The company published a public statement regarding indications of an incident on some of AnyDesk’s systems, and afterwards conducted a security audit and found evidence of compromised production systems. The attack is believed to have happened in late January, and some users are still using compromised credentials.
As a precautionary measure, the company recommended that all customers change their passwords if the same credentials were used elsewhere.
Meanwhile, the latest official updates from the company report that all versions of its tool obtained from “official sources” are safe to use following the incident. The cyberattack affected servers in Spain and Portugal but nowhere else, AnyDesk said.
Customer credentials from 18,000 users were leaked and published for sale on the Dark Web. “This data is ideal for technical support scams and mailing (phishing),” the seller wrote to Resecurity and asked for $15,000 in cryptocurrency for the data.
AnyDesk said it discovered the breach during a security audit, has revoked passwords for all users on my.anydesk.com, and is urging users to change similar reused passwords on other platforms.
According to recent media reports, AnyDesk was targeted by attackers believed to have stolen source code and code signing certificates.The leaked information contains the usernames, passwords, number of active connections, session duration, and associated email addresses.
This data could be used for targeted phishing attacks, account takeovers, and even malware distribution. And this could give attackers valuable insights into their online activity and make them a prime target.
Cybersecurity News advises customers to take the following actions:
- Immediately update the AnyDesk password, and avoid using the same password across multiple accounts.
- Enhance security by enabling Multi-Factor Authentication (MFA) for AnyDesk account, requiring an additional code from another device for login.
- Explore the use of AnyDesk’s whitelist feature to limit access to trusted individuals or devices.

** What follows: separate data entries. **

use std::fs::File;
use std::io::{BufReader, BufWriter, Read, Write};
use std::path::Path;

use serde::de::DeserializeOwned;
use serde::Serialize;
use tracing::debug;

use crate::corpus::Corpus;
use crate::embedding::space::EmbeddingSpace;
use crate::error::{RerankError, Result};
use crate::matrix::SimilarityMatrix;

/// File magic
pub const MAGIC: [u8; 4] = *b"TLMR";
/// Current envelope version. Readers accept this version only.
pub const FORMAT_VERSION: u16 = 1;

const HEADER_LEN: usize = MAGIC.len() + 2 + 1;

/// What a persisted payload holds.
#[derive(Debug, Clone, Copy, PartialEq, Eq)]
#[repr(u8)]
pub enum PayloadKind {
    SimilarityMatrix = 1,
    EmbeddingSpace = 2,
    Corpus = 3,
}

impl PayloadKind {
    fn from_tag(tag: u8) -> Option<Self> {
        match tag {
            1 => Some(Self::SimilarityMatrix),
            2 => Some(Self::EmbeddingSpace),
            3 => Some(Self::Corpus),
            _ => None,
        }
    }
}

/// Structures that can be written into the versioned envelope.
pub trait Persist: Serialize + DeserializeOwned {
    const KIND: PayloadKind;
}

impl Persist for SimilarityMatrix {
    const KIND: PayloadKind = PayloadKind::SimilarityMatrix;
}

impl Persist for EmbeddingSpace {
    const KIND: PayloadKind = PayloadKind::EmbeddingSpace;
}

impl Persist for Corpus {
    const KIND: PayloadKind = PayloadKind::Corpus;
}

/// Envelope layout:
/// `MAGIC` | version (u16 LE) | kind (u8) | CBOR payload
pub fn to_bytes<T: Persist>(value: &T) -> Result<Vec<u8>> {
    let mut out = Vec::with_capacity(HEADER_LEN);
    write_header(&mut out, T::KIND)?;
    serde_cbor::to_writer(&mut out, value)?;
    Ok(out)
}

pub fn from_bytes<T: Persist>(bytes: &[u8]) -> Result<T> {
    if bytes.len() < HEADER_LEN {
        return Err(RerankError::PersistenceFailure(format!(
            "truncated header: {} bytes",
            bytes.len()
        )));
    }
    check_header(&bytes[..HEADER_LEN], T::KIND)?;
    Ok(serde_cbor::from_slice(&bytes[HEADER_LEN..])?)
}

pub fn write_to<T: Persist, W: Write>(value: &T, mut writer: W) -> Result<()> {
    write_header(&mut writer, T::KIND)?;
    serde_cbor::to_writer(&mut writer, value)?;
    writer.flush()?;
    Ok(())
}

pub fn read_from<T: Persist, R: Read>(mut reader: R) -> Result<T> {
    let mut header = [0u8; HEADER_LEN];
    reader.read_exact(&mut header).map_err(|e| {
        RerankError::PersistenceFailure(format!("truncated header: {e}"))
    })?;
    check_header(&header, T::KIND)?;
    Ok(serde_cbor::from_reader(reader)?)
}

/// Write `value` to `path`, replacing any existing file.
pub fn save<T: Persist, P: AsRef<Path>>(value: &T, path: P) -> Result<()> {
    let path = path.as_ref();
    debug!(path = %path.display(), kind = ?T::KIND, "saving");
    let file = File::create(path)?;
    write_to(value, BufWriter::new(file))
}

pub fn load<T: Persist, P: AsRef<Path>>(path: P) -> Result<T> {
    let path = path.as_ref();
    debug!(path = %path.display(), kind = ?T::KIND, "loading");
    let file = File::open(path)?;
    read_from(BufReader::new(file))
}

fn write_header<W: Write>(writer: &mut W, kind: PayloadKind) -> Result<()> {
    writer.write_all(&MAGIC)?;
    writer.write_all(&FORMAT_VERSION.to_le_bytes())?;
    writer.write_all(&[kind as u8])?;
    Ok(())
}

fn check_header(header: &[u8], expected: PayloadKind) -> Result<()> {
    if header[..MAGIC.len()] != MAGIC {
        return Err(RerankError::PersistenceFailure("bad magic".to_string()));
    }
    let version = u16::from_le_bytes([header[4], header[5]]);
    if version != FORMAT_VERSION {
        return Err(RerankError::PersistenceFailure(format!(
            "unsupported format version {version}, expected {FORMAT_VERSION}"
        )));
    }
    match PayloadKind::from_tag(header[6]) {
        Some(kind) if kind == expected => Ok(()),
        Some(kind) => Err(RerankError::PersistenceFailure(format!(
            "payload holds {kind:?}, expected {expected:?}"
        ))),
        None => Err(RerankError::PersistenceFailure(format!(
            "unknown payload tag {}",
            header[6]
        ))),
    }
}

#[cfg(test)]
mod tests {
    use super::*;

    fn matrix() -> SimilarityMatrix {
        let mut m = SimilarityMatrix::new();
        m.init("alone");
        m.put("a", "b", 0.25);
        m.put("a", "a", 1.0);
        m
    }

    #[test]
    fn envelope_roundtrip() {
        let m = matrix();
        let bytes = to_bytes(&m).unwrap();
        assert_eq!(&bytes[..4], b"TLMR");
        let back: SimilarityMatrix = from_bytes(&bytes).unwrap();
        assert_eq!(back, m);
        assert_eq!(back.top_k("a", 2), m.top_k("a", 2));
    }

    #[test]
    fn reader_and_writer_agree_with_bytes() {
        let mut space = EmbeddingSpace::new(2);
        space.insert("x", vec![0.5, -0.5]).unwrap();
        let mut buf = Vec::new();
        write_to(&space, &mut buf).unwrap();
        assert_eq!(buf, to_bytes(&space).unwrap());
        let back: EmbeddingSpace = read_from(buf.as_slice()).unwrap();
        assert_eq!(back, space);
    }

    #[test]
    fn wrong_kind_is_rejected() {
        let bytes = to_bytes(&matrix()).unwrap();
        let err = from_bytes::<Corpus>(&bytes).unwrap_err();
        assert!(matches!(err, RerankError::PersistenceFailure(_)));
    }

    #[test]
    fn corrupt_inputs_are_persistence_failures() {
        let mut bytes = to_bytes(&matrix()).unwrap();
        assert!(matches!(from_bytes::<SimilarityMatrix>(&bytes[..3]), Err(RerankError::PersistenceFailure(_))));

        let truncated = &bytes[..bytes.len() - 2];
        assert!(matches!(from_bytes::<SimilarityMatrix>(truncated), Err(RerankError::PersistenceFailure(_))));

        bytes[4] = 9;
        assert!(matches!(from_bytes::<SimilarityMatrix>(&bytes), Err(RerankError::PersistenceFailure(_))));

        bytes[0] = b'X';
        assert!(matches!(read_from::<SimilarityMatrix, _>(bytes.as_slice()), Err(RerankError::PersistenceFailure(_))));
    }
}
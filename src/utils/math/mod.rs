use num::Num;

/// dot積
/// d(a, b) = Σ(a_i * b_i)
///
/// Both slices must have the same length; callers check dimensionality first.
#[inline]
pub fn dot<N>(a: &[N], b: &[N]) -> f64
where
    N: Num + Copy + Into<f64>,
{
    debug_assert_eq!(
        a.len(),
        b.len(),
        "Vectors must be of the same length to compute dot product."
    );
    a.iter()
        .zip(b.iter())
        .map(|(&x, &y)| x.into() * y.into())
        .sum()
}

#[inline]
pub fn norm_sq<N>(a: &[N]) -> f64
where
    N: Num + Copy + Into<f64>,
{
    a.iter()
        .map(|&x| {
            let v: f64 = x.into();
            v * v
        })
        .sum()
}

/// ||a|| = sqrt(Σ(a_i^2))
#[inline]
pub fn norm<N>(a: &[N]) -> f64
where
    N: Num + Copy + Into<f64>,
{
    norm_sq(a).sqrt()
}

/// コサイン類似度
/// cos(θ) = Σ(a_i * b_i) / (||a|| * ||b||)
///
/// A zero-norm operand yields 0.0 rather than NaN.
#[inline]
pub fn cosine<N>(a: &[N], b: &[N]) -> f64
where
    N: Num + Copy + Into<f64>,
{
    let norm_a = norm(a);
    let norm_b = norm(b);
    if norm_a == 0.0 || norm_b == 0.0 {
        return 0.0;
    }
    dot(a, b) / (norm_a * norm_b)
}

/// Componentwise `-a`.
#[inline]
pub fn negated<N>(a: &[N]) -> Vec<N>
where
    N: Num + Copy,
{
    a.iter().map(|&x| N::zero() - x).collect()
}

/// Componentwise `a + b`.
#[inline]
pub fn sum<N>(a: &[N], b: &[N]) -> Vec<N>
where
    N: Num + Copy,
{
    debug_assert_eq!(
        a.len(),
        b.len(),
        "Vectors must be of the same length to add them."
    );
    a.iter().zip(b.iter()).map(|(&x, &y)| x + y).collect()
}

#[cfg(test)]
mod tests {
    use super::*;

    #[test]
    fn dot_and_norm_basics() {
        let a = [1.0f64, 2.0, 3.0];
        let b = [4.0f64, -5.0, 6.0];
        assert_eq!(dot(&a, &b), 4.0 - 10.0 + 18.0);
        assert_eq!(norm_sq(&a), 14.0);
        assert!((norm(&[3.0f64, 4.0]) - 5.0).abs() < 1e-12);
    }

    #[test]
    fn cosine_handles_zero_vectors() {
        let zero = [0.0f64; 3];
        let a = [1.0f64, 0.0, 0.0];
        assert_eq!(cosine(&zero, &a), 0.0);
        assert_eq!(cosine(&a, &zero), 0.0);
    }

    #[test]
    fn cosine_works_on_f32() {
        let a = [1.0f32, 1.0];
        let b = [2.0f32, 2.0];
        assert!((cosine(&a, &b) - 1.0).abs() < 1e-6);
    }

    #[test]
    fn negate_and_sum() {
        let a = [1.0f64, -2.0];
        let b = [0.5f64, 0.5];
        assert_eq!(negated(&a), vec![-1.0, 2.0]);
        assert_eq!(sum(&a, &b), vec![1.5, -1.5]);
    }
}
use std::collections::HashSet;

/// Text analysis collaborator.
///
/// Turns text into the ordered token stream used both for query atoms and
/// for document statistics. Any external analyzer can be plugged in; a
/// closure `Fn(&str) -> Vec<String>` works too.
pub trait Tokenizer: Send + Sync {
    fn tokenize(&self, text: &str) -> Vec<String>;
}

impl<F> Tokenizer for F
where
    F: Fn(&str) -> Vec<String> + Send + Sync,
{
    fn tokenize(&self, text: &str) -> Vec<String> {
        self(text)
    }
}

/// Lowercasing tokenizer that splits on anything not alphanumeric.
///
/// Close to a standard search analyzer without stemming: `"Big-House's"`
/// becomes `["big", "house", "s"]`. Optional stop words are dropped after
/// lowercasing; tokens longer than `max_token_len` chars are skipped.
#[derive(Debug, Clone)]
pub struct StandardTokenizer {
    stop_words: HashSet<String>,
    max_token_len: usize,
}

impl Default for StandardTokenizer {
    fn default() -> Self {
        Self {
            stop_words: HashSet::new(),
            max_token_len: 255,
        }
    }
}

impl StandardTokenizer {
    pub fn new() -> Self {
        Self::default()
    }

    pub fn with_stop_words<I, S>(mut self, words: I) -> Self
    where
        I: IntoIterator<Item = S>,
        S: AsRef<str>,
    {
        self.stop_words = words
            .into_iter()
            .map(|w| w.as_ref().to_lowercase())
            .collect();
        self
    }

    pub fn with_max_token_len(mut self, max_token_len: usize) -> Self {
        self.max_token_len = max_token_len;
        self
    }
}

impl Tokenizer for StandardTokenizer {
    fn tokenize(&self, text: &str) -> Vec<String> {
        text.split(|c: char| !c.is_alphanumeric())
            .filter(|raw| !raw.is_empty())
            .map(|raw| raw.to_lowercase())
            .filter(|tok| tok.chars().count() <= self.max_token_len)
            .filter(|tok| !self.stop_words.contains(tok))
            .collect()
    }
}
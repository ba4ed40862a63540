use crate::query::{Phrase, QueryAtom, StructuredQuery};

#[derive(Debug, Clone, Copy, PartialEq, Eq)]
enum State {
    OutsidePhrase,
    InsidePhrase,
}

/// Split raw query text into phrases and basic atoms without analysis.
///
/// Tokens are whitespace separated:
/// - `"w` or `~"w` opens a phrase (`~` negates the phrase)
/// - inside a phrase, `~w` negates that atom and `w"` closes the phrase
/// - outside a phrase, `w` is a basic atom and `~w` a negated one
///
/// Quote and `~` markers are stripped from the stored words.
///
/// Two malformed-looking inputs are kept rather than dropped:
/// - a phrase still open at the end of the text is kept as if closed there,
///   not dropped
/// - `"w"` opens and closes on the same token, so it is a one-word phrase
///   instead of swallowing the tokens after it
pub fn parse_unfiltered(text: &str) -> StructuredQuery {
    let mut state = State::OutsidePhrase;
    let mut phrases = Vec::new();
    let mut basic = Vec::new();
    let mut current = Phrase::new(false);

    for token in text.split_whitespace() {
        match state {
            State::OutsidePhrase => {
                let (phrase_negated, rest) = match token.strip_prefix('~') {
                    Some(rest) if rest.starts_with('"') => (true, rest),
                    Some(rest) => {
                        basic.push(QueryAtom::new(rest, true));
                        continue;
                    }
                    None => (false, token),
                };
                match rest.strip_prefix('"') {
                    Some(body) => {
                        current = Phrase::new(phrase_negated);
                        let closes = body.ends_with('"');
                        current.atoms.push(phrase_atom(body));
                        if closes {
                            phrases.push(std::mem::replace(&mut current, Phrase::new(false)));
                        } else {
                            state = State::InsidePhrase;
                        }
                    }
                    None => basic.push(QueryAtom::new(rest, false)),
                }
            }
            State::InsidePhrase => {
                let closes = token.ends_with('"');
                current.atoms.push(phrase_atom(token));
                if closes {
                    phrases.push(std::mem::replace(&mut current, Phrase::new(false)));
                    state = State::OutsidePhrase;
                }
            }
        }
    }

    if state == State::InsidePhrase {
        phrases.push(current);
    }
    StructuredQuery::new(phrases, basic)
}

/// `~w"` -> negated `w`
fn phrase_atom(token: &str) -> QueryAtom {
    let (negated, word) = match token.strip_prefix('~') {
        Some(rest) => (true, rest),
        None => (false, token),
    };
    QueryAtom::new(word.trim_matches('"'), negated)
}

AnyDesk’s software is used by millions of IT professionals to remotely connect to their clients’ devices to perform tasks such as troubleshooting technical issues. Among its 170,000 customers are NVIDIA, Samsung, LG Electronics, Thales, and Comcast. Founded in 2014, AnyDesk is one of the leading remote desktop software providers worldwide and one of the fastest-growing companies in Germany, with more than 200 employees and 9 offices in different countries.